Ever since I can remember, I have wanted unconditional, pure, and true love from a woman. This may seem like a very “grown up” thing to say, but I am very mature for my age. I am sick of fake people (mostly teenagers) and short-term relationships that seem to plague the high school hallways. I have been through my fair share of these things and neither have filled me the way I long to be filled. Even though malicious people do not directly endanger my dream of being married, it does affect how I can love a person. If I am constantly broken by people that tell me I can trust them, I may not want to open up to the woman that is truly for me. As for short-term relationships, they have only harmed me in my search for true, unconditional love. These relationships have exhausted sentimental expressions that cannot be repeated for my future wife. My relationships in the past have scarred me, making me insecure about whether a person actually loves me or is just saying they do. With this insecurity, I am afraid of being vulnerable with my future wife, which could prove to damage the trust in her. I have learned the hard way that these short-term relationships, no matter how much promise they seem to hold, will always leave me beaten and bruised.
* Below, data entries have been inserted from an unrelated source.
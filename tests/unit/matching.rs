//! Unit tests for definition and binding matching
//!
//! Note: Selector and rule internals are tested in src/admission/*.rs

use kube::core::{DynamicObject, GroupVersionResource};
use vap_engine::admission::Matcher;
use vap_engine::policy::v1beta1::MatchPolicyType;
use vap_engine::policy::{convert_binding, convert_policy};
use vap_engine::{AdmissionAttributes, Error};

use super::common::*;

// =============================================================================
// Helper Functions
// =============================================================================

fn deployment_attrs(resource: &DynamicObject) -> AdmissionAttributes {
    AdmissionAttributes::for_create(resource, GroupVersionResource::gvr("apps", "v1", "deployments"))
        .unwrap()
}

async fn definition_matches(
    cluster: &FakeCluster,
    builder: PolicyBuilder,
    resource: &DynamicObject,
) -> vap_engine::Result<bool> {
    let policy = convert_policy(&builder.build());
    Matcher::new(cluster, cluster)
        .definition_matches(&deployment_attrs(resource), &policy)
        .await
}

// =============================================================================
// Definition Matching
// =============================================================================

#[tokio::test]
async fn test_resource_rule_match() {
    let cluster = FakeCluster::new();
    let resource = create_deployment("web", "default", 1);

    let matched = definition_matches(
        &cluster,
        PolicyBuilder::new("p").with_rule(&["apps"], &["v1"], &["deployments"]),
        &resource,
    )
    .await
    .unwrap();
    assert!(matched);

    let matched = definition_matches(
        &cluster,
        PolicyBuilder::new("p").with_rule(&[""], &["v1"], &["pods"]),
        &resource,
    )
    .await
    .unwrap();
    assert!(!matched);
}

#[tokio::test]
async fn test_exclude_rules_win() {
    let cluster = FakeCluster::new();
    let resource = create_deployment("web", "default", 1);

    let matched = definition_matches(
        &cluster,
        PolicyBuilder::new("p")
            .with_rule(&["*"], &["*"], &["*"])
            .with_exclude_rule(&["apps"], &["v1"], &["deployments"]),
        &resource,
    )
    .await
    .unwrap();
    assert!(!matched);
}

#[tokio::test]
async fn test_object_selector() {
    let cluster = FakeCluster::new();
    let builder = || {
        PolicyBuilder::new("p")
            .with_rule(&["apps"], &["v1"], &["deployments"])
            .with_object_selector(&[("tier", "frontend")])
    };

    let labelled = create_deployment_with_labels("web", "default", 1, &[("tier", "frontend")]);
    assert!(definition_matches(&cluster, builder(), &labelled).await.unwrap());

    let unlabelled = create_deployment("web", "default", 1);
    assert!(!definition_matches(&cluster, builder(), &unlabelled).await.unwrap());
}

#[tokio::test]
async fn test_rule_mismatch_wins_over_namespace_error() {
    // The namespace does not exist, but the rules exclude the request first
    let cluster = FakeCluster::new();
    let resource = create_deployment("web", "missing", 1);

    let matched = definition_matches(
        &cluster,
        PolicyBuilder::new("p")
            .with_rule(&[""], &["v1"], &["pods"])
            .with_namespace_selector(&[("env", "production")]),
        &resource,
    )
    .await
    .unwrap();
    assert!(!matched);

    let err = definition_matches(
        &cluster,
        PolicyBuilder::new("p")
            .with_rule(&["apps"], &["v1"], &["deployments"])
            .with_namespace_selector(&[("env", "production")]),
        &resource,
    )
    .await
    .unwrap_err();
    assert!(matches!(err, Error::NamespaceLookup { .. }));
}

#[tokio::test]
async fn test_empty_namespace_selector_skips_lookup() {
    let cluster = FakeCluster::new();
    let resource = create_deployment("web", "anywhere", 1);

    let matched = definition_matches(
        &cluster,
        PolicyBuilder::new("p").with_rule(&["apps"], &["v1"], &["deployments"]),
        &resource,
    )
    .await
    .unwrap();
    assert!(matched);
    assert_eq!(cluster.namespace_lookups(), 0);
}

#[tokio::test]
async fn test_equivalent_match_policy() {
    let cluster = FakeCluster::new()
        .with_equivalent(GroupVersionResource::gvr("extensions", "v1beta1", "deployments"));
    let resource = create_deployment("web", "default", 1);
    let builder = || PolicyBuilder::new("p").with_rule(&["extensions"], &["v1beta1"], &["deployments"]);

    assert!(definition_matches(&cluster, builder(), &resource).await.unwrap());

    let mut policy = convert_policy(&builder().build());
    if let Some(constraints) = policy.spec.match_constraints.as_mut() {
        constraints.match_policy = Some(MatchPolicyType::Exact);
    }
    let matched = Matcher::new(&cluster, &cluster)
        .definition_matches(&deployment_attrs(&resource), &policy)
        .await
        .unwrap();
    assert!(!matched);
}

// =============================================================================
// Binding Matching
// =============================================================================

#[tokio::test]
async fn test_binding_without_match_resources_matches() {
    let cluster = FakeCluster::new();
    let attrs = deployment_attrs(&create_deployment("web", "default", 1));
    let binding = convert_binding(&create_binding("all", "p"));

    assert!(Matcher::new(&cluster, &cluster)
        .binding_matches(&attrs, &binding)
        .await
        .unwrap());
}

#[tokio::test]
async fn test_binding_namespace_selector() {
    let cluster = FakeCluster::new()
        .with_namespace("prod", &[("env", "production")])
        .with_namespace("dev", &[("env", "development")]);
    let binding = convert_binding(&create_binding_for_namespaces(
        "prod-only",
        "p",
        &[("env", "production")],
    ));
    let matcher = Matcher::new(&cluster, &cluster);

    let prod = deployment_attrs(&create_deployment("web", "prod", 1));
    assert!(matcher.binding_matches(&prod, &binding).await.unwrap());

    let dev = deployment_attrs(&create_deployment("web", "dev", 1));
    assert!(!matcher.binding_matches(&dev, &binding).await.unwrap());
    assert_eq!(cluster.namespace_lookups(), 2);
}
Even though this desire to get married is very deep-rooted, I am willing to wait for what I want. I want to ensure that the woman I marry is the exact woman I am supposed to be with. I have seen many marriages fail, and I am determined to not let such a thing happen to me. The woman I am going to marry will have the same convections as me, both religiously and philosophically. I am very passionate about my faith in God. The woman I marry will also share the same view point on love as I have. Her love needs to be unconditional and forgiving; this is imperative since I am not a perfect person and never will be.

The one obstacle with this desire of mine is that people, especially adults, do not take me seriously. They think I am just an immature teenager who is not capable of understanding such complex endeavors; they are mistaken. In fact, I bet if I took out the first paragraph of this essay many adults would believe I am in my mid-twenties. Even though I know I cannot get married now, degrading remarks like “You are too young to get married,” and “You don’t understand these things,” make me feel helpless and weak.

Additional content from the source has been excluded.